I shook uncontrollably but then my shaking caused my body temperature to rise. I could feel the heat on my eyes, nose, lips, tongue, ears, hair, chest, stomach, legs and even my ankles. I could not feel it on my back though. I felt the steam rising from my face that refused to turn the other cheek.
I looked around the room. This was not my bedroom. I shared this room with three other boys. I slept on a cot near the window they liked to leave open at nighttime. No wonder, I thought, that my voice could not hit those high notes. I went to clear my throat but it was raspy. I could feel my body about to give out so I went to lie down on my cot but the cot was cold and hard. I didn't want to lie there. The other boys shared the bunk beds. When I had first come to live with Miss Cecil, they had been a few years older than me and I was small for my age. I wet the bed, then, and had asked Miss Cecil for a cot because I didn't want them to know that I wet my sheets but now, I regretted that decision because it made me lonely.
I looked out the window. The boys were down the street playing marbles for pennies. This was a regular occurrence for them. Since Miss Cecil would not give us money for any reason, the boys often turned to playing games to earn money to buy candy. I knew that it would be a couple of hours before they came inside. I walked out of the bedroom and to the top of the stairs. I could hear Miss Cecil's voice carrying on. I went back into the bedroom.

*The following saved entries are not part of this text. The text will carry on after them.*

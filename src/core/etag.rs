//! ETag Engine
//!
//! Entity tags are derived from the serialized representation of a resource.
//! The representation is walked as a JSON tree with object keys in sorted
//! order and fed into an xxh3 hasher, so two semantically equal resources
//! always get the same tag regardless of field declaration order.
//!
//! Tags are computed before links are resolved. Inside the canonical form an
//! unresolved link serializes as an empty object, which keeps the tag
//! independent of where the API is mounted. Outside it, serializing an
//! unresolved link is an error.

use axum::http::{HeaderMap, HeaderValue, header};
use serde::Serialize;
use serde_json::Value;
use std::cell::Cell;
use std::fmt;
use xxhash_rust::xxh3::Xxh3;

/// An HTTP entity tag
#[derive(Debug, Clone, PartialEq, Eq, Hash)]
pub struct EntityTag {
    weak: bool,
    opaque: String,
}

impl EntityTag {
    pub fn strong(opaque: impl Into<String>) -> Self {
        Self {
            weak: false,
            opaque: opaque.into(),
        }
    }

    pub fn weak(opaque: impl Into<String>) -> Self {
        Self {
            weak: true,
            opaque: opaque.into(),
        }
    }

    /// Parse one tag in header form: `"abc"` or `W/"abc"`
    pub fn parse(raw: &str) -> Option<Self> {
        let raw = raw.trim();
        let (weak, quoted) = match raw.strip_prefix("W/") {
            Some(rest) => (true, rest),
            None => (false, raw),
        };
        let opaque = quoted.strip_prefix('"')?.strip_suffix('"')?;
        if opaque.contains('"') {
            return None;
        }
        Some(Self {
            weak,
            opaque: opaque.to_string(),
        })
    }

    pub fn is_weak(&self) -> bool {
        self.weak
    }

    pub fn opaque(&self) -> &str {
        &self.opaque
    }

    /// Weak comparison: opaque values equal, weakness ignored
    pub fn weak_eq(&self, other: &EntityTag) -> bool {
        self.opaque == other.opaque
    }

    /// Strong comparison: both strong and opaque values equal
    pub fn strong_eq(&self, other: &EntityTag) -> bool {
        !self.weak && !other.weak && self.opaque == other.opaque
    }

    pub fn to_header_value(&self) -> Option<HeaderValue> {
        HeaderValue::from_str(&self.to_string()).ok()
    }
}

impl fmt::Display for EntityTag {
    fn fmt(&self, f: &mut fmt::Formatter<'_>) -> fmt::Result {
        if self.weak {
            write!(f, "W/\"{}\"", self.opaque)
        } else {
            write!(f, "\"{}\"", self.opaque)
        }
    }
}

/// A resource that can produce its own entity tag
///
/// The default implementation hashes the serialized form; override it for
/// resources that carry a cheaper version marker (a row version, an
/// `updated_at` stamp).
pub trait Etaggable: Serialize {
    fn entity_tag(&self) -> Result<EntityTag, serde_json::Error> {
        compute_tag(self)
    }
}

/// Compute the strong tag of a serializable resource
///
/// The opaque value is the 64-bit xxh3 digest rendered as 16 lowercase hex
/// digits.
pub fn compute_tag<T: Serialize + ?Sized>(resource: &T) -> Result<EntityTag, serde_json::Error> {
    let value = {
        let _scope = CanonicalScope::enter();
        serde_json::to_value(resource)?
    };
    let mut hasher = Xxh3::new();
    feed_value(&mut hasher, &value);
    Ok(EntityTag::strong(format!("{:016x}", hasher.digest())))
}

thread_local! {
    static CANONICAL: Cell<bool> = const { Cell::new(false) };
}

/// Marks the current thread as building a tag's canonical form
struct CanonicalScope {
    previous: bool,
}

impl CanonicalScope {
    fn enter() -> Self {
        Self {
            previous: CANONICAL.replace(true),
        }
    }
}

impl Drop for CanonicalScope {
    fn drop(&mut self) {
        CANONICAL.set(self.previous);
    }
}

/// Whether serialization on this thread feeds an entity tag
pub(crate) fn in_canonical_form() -> bool {
    CANONICAL.get()
}

fn feed_value(h: &mut Xxh3, value: &Value) {
    match value {
        Value::Null => h.update(b"n"),
        Value::Bool(b) => h.update(if *b { b"t" } else { b"f" }),
        Value::Number(n) => {
            h.update(b"#");
            feed_str(h, &n.to_string());
        }
        Value::String(s) => {
            h.update(b"s");
            feed_str(h, s);
        }
        Value::Array(items) => {
            h.update(b"[");
            h.update(&(items.len() as u64).to_le_bytes());
            for item in items {
                feed_value(h, item);
            }
        }
        Value::Object(map) => {
            let mut keys: Vec<&String> = map.keys().collect();
            keys.sort_unstable();
            h.update(b"{");
            h.update(&(keys.len() as u64).to_le_bytes());
            for key in keys {
                feed_str(h, key);
                if let Some(v) = map.get(key) {
                    feed_value(h, v);
                }
            }
        }
    }
}

fn feed_str(h: &mut Xxh3, s: &str) {
    h.update(&(s.len() as u64).to_le_bytes());
    h.update(s.as_bytes());
}

/// Parsed `If-None-Match` request header
#[derive(Debug, Clone, PartialEq, Eq)]
pub enum IfNoneMatch {
    /// `*`: matches any current representation
    Any,
    Tags(Vec<EntityTag>),
}

impl IfNoneMatch {
    /// Parse one header value
    ///
    /// Entries that are not valid entity tags are skipped; they can never
    /// match.
    pub fn parse(raw: &str) -> Self {
        if raw.trim() == "*" {
            return IfNoneMatch::Any;
        }
        IfNoneMatch::Tags(split_tags(raw).filter_map(EntityTag::parse).collect())
    }

    /// Collect every `If-None-Match` header of a request
    ///
    /// Returns `None` when the header is absent or not valid text.
    pub fn from_headers(headers: &HeaderMap) -> Option<Self> {
        let mut tags = Vec::new();
        let mut seen = false;
        for value in headers.get_all(header::IF_NONE_MATCH) {
            let Ok(text) = value.to_str() else {
                continue;
            };
            seen = true;
            match Self::parse(text) {
                IfNoneMatch::Any => return Some(IfNoneMatch::Any),
                IfNoneMatch::Tags(parsed) => tags.extend(parsed),
            }
        }
        seen.then_some(IfNoneMatch::Tags(tags))
    }

    /// Whether the current tag matches, using weak comparison
    pub fn matches(&self, current: &EntityTag) -> bool {
        match self {
            IfNoneMatch::Any => true,
            IfNoneMatch::Tags(tags) => tags.iter().any(|tag| tag.weak_eq(current)),
        }
    }
}

/// Split a comma separated tag list, keeping commas inside quotes
fn split_tags(raw: &str) -> impl Iterator<Item = &str> {
    let mut parts = Vec::new();
    let mut start = 0;
    let mut quoted = false;
    for (i, c) in raw.char_indices() {
        match c {
            '"' => quoted = !quoted,
            ',' if !quoted => {
                parts.push(&raw[start..i]);
                start = i + 1;
            }
            _ => {}
        }
    }
    parts.push(&raw[start..]);
    parts.into_iter().map(str::trim).filter(|p| !p.is_empty())
}

/// Outcome of a conditional read
#[derive(Debug, Clone, PartialEq, Eq)]
pub enum Freshness {
    /// The client's copy is current; answer 304 with no body
    NotModified(EntityTag),
    /// Send the full representation with this tag
    Modified(EntityTag),
}

impl Freshness {
    pub fn tag(&self) -> &EntityTag {
        match self {
            Freshness::NotModified(tag) | Freshness::Modified(tag) => tag,
        }
    }

    pub fn is_not_modified(&self) -> bool {
        matches!(self, Freshness::NotModified(_))
    }
}

/// Compare a request's validators with the resource's current tag
pub fn evaluate(validators: Option<&IfNoneMatch>, current: EntityTag) -> Freshness {
    match validators {
        Some(validators) if validators.matches(&current) => {
            tracing::debug!(etag = %current, "conditional request not modified");
            Freshness::NotModified(current)
        }
        _ => Freshness::Modified(current),
    }
}

#[cfg(test)]
mod tests {
    use super::*;
    use serde_json::json;

    #[test]
    fn test_tag_is_quoted_hex() {
        let tag = compute_tag(&json!({"name": "earth"})).unwrap();
        let rendered = tag.to_string();
        assert!(!tag.is_weak());
        assert_eq!(rendered.len(), 18);
        assert!(rendered.starts_with('"') && rendered.ends_with('"'));
        assert!(tag.opaque().chars().all(|c| c.is_ascii_hexdigit() && !c.is_ascii_uppercase()));
    }

    #[test]
    fn test_tag_ignores_key_order() {
        let a = compute_tag(&json!({"a": 1, "b": {"x": true, "y": null}})).unwrap();
        let b = compute_tag(&json!({"b": {"y": null, "x": true}, "a": 1})).unwrap();
        assert_eq!(a, b);
    }

    #[test]
    fn test_tag_changes_with_content() {
        let a = compute_tag(&json!({"name": "earth"})).unwrap();
        let b = compute_tag(&json!({"name": "mars"})).unwrap();
        let c = compute_tag(&json!({"name": ["earth"]})).unwrap();
        assert_ne!(a, b);
        assert_ne!(a, c);
    }

    #[test]
    fn test_parse_entity_tags() {
        assert_eq!(EntityTag::parse("\"abc\""), Some(EntityTag::strong("abc")));
        assert_eq!(EntityTag::parse(" W/\"abc\" "), Some(EntityTag::weak("abc")));
        assert_eq!(EntityTag::parse("abc"), None);
        assert_eq!(EntityTag::parse("\"a\"b\""), None);
    }

    #[test]
    fn test_weak_and_strong_comparison() {
        let strong = EntityTag::strong("1");
        let weak = EntityTag::weak("1");
        assert!(strong.weak_eq(&weak));
        assert!(!strong.strong_eq(&weak));
        assert!(strong.strong_eq(&EntityTag::strong("1")));
    }

    #[test]
    fn test_if_none_match_list() {
        let header = IfNoneMatch::parse("\"a\", W/\"b\" , junk, \"c,d\"");
        assert_eq!(
            header,
            IfNoneMatch::Tags(vec![
                EntityTag::strong("a"),
                EntityTag::weak("b"),
                EntityTag::strong("c,d"),
            ])
        );
        assert!(header.matches(&EntityTag::strong("b")));
        assert!(header.matches(&EntityTag::strong("c,d")));
        assert!(!header.matches(&EntityTag::strong("z")));
    }

    #[test]
    fn test_wildcard_matches_anything() {
        assert!(IfNoneMatch::parse(" * ").matches(&EntityTag::strong("x")));
    }

    #[test]
    fn test_from_headers_merges_values() {
        let mut headers = HeaderMap::new();
        assert_eq!(IfNoneMatch::from_headers(&headers), None);

        headers.append(header::IF_NONE_MATCH, HeaderValue::from_static("\"a\""));
        headers.append(header::IF_NONE_MATCH, HeaderValue::from_static("\"b\""));
        assert_eq!(
            IfNoneMatch::from_headers(&headers),
            Some(IfNoneMatch::Tags(vec![
                EntityTag::strong("a"),
                EntityTag::strong("b")
            ]))
        );
    }

    #[test]
    fn test_evaluate() {
        let current = EntityTag::strong("v1");
        let stale = IfNoneMatch::parse("\"v0\"");
        let fresh = IfNoneMatch::parse("W/\"v1\"");

        assert_eq!(evaluate(None, current.clone()), Freshness::Modified(current.clone()));
        assert_eq!(
            evaluate(Some(&stale), current.clone()),
            Freshness::Modified(current.clone())
        );
        assert!(evaluate(Some(&fresh), current).is_not_modified());
    }
}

At first, I thought to lie down on my cot but then I changed my mind and decided instead to lie down on one of their beds. It felt soft and warm. I had only stopped wetting the bed last year but had decided to continue sleeping in my cot. Besides, the only available bunk bed was the top one and whichever boy slept on the bottom feared that my wetness might leak through the bunk bed to the bottom. I had suggested once that they let me sleep on the bottom but then the boys said that whoever slept across from me was going to have to look at my ugly face.
I didn't think that my face was that bad to look at but I didn't want to argue with them, for surely this might lead to a three-to-one fight that I could not win. I put my head back on the pillow and looked down on the floor for a moment. Miss Cecil's house depended on the old, hardwood floors for character. I rationalized in my mind that if they came in, I could hear them on the steps. The sun faded away behind our neighbor's evergreen. I watched the sunset through the window facing the bed. Soon it would be suppertime and then after that, Miss Cecil would allow us to watch a little television as long as it was in the living room and with her present.
However, that would not happen for another few hours so I turned over onto my stomach. I had left the window open and I could hear the sounds of laughter outside. I smelled fresh-cut grass, smoked hamburgers and a very light scent that reminded me of the gardenia perfume that Miss Cecil often wore. I wanted to be outdoors but I knew that it would be impossible for me to go out the front door. Miss Cecil probably assumed that I was up here practicing but I had tired of that a while ago. I longed to be free like the other boys, outside, exploring the world.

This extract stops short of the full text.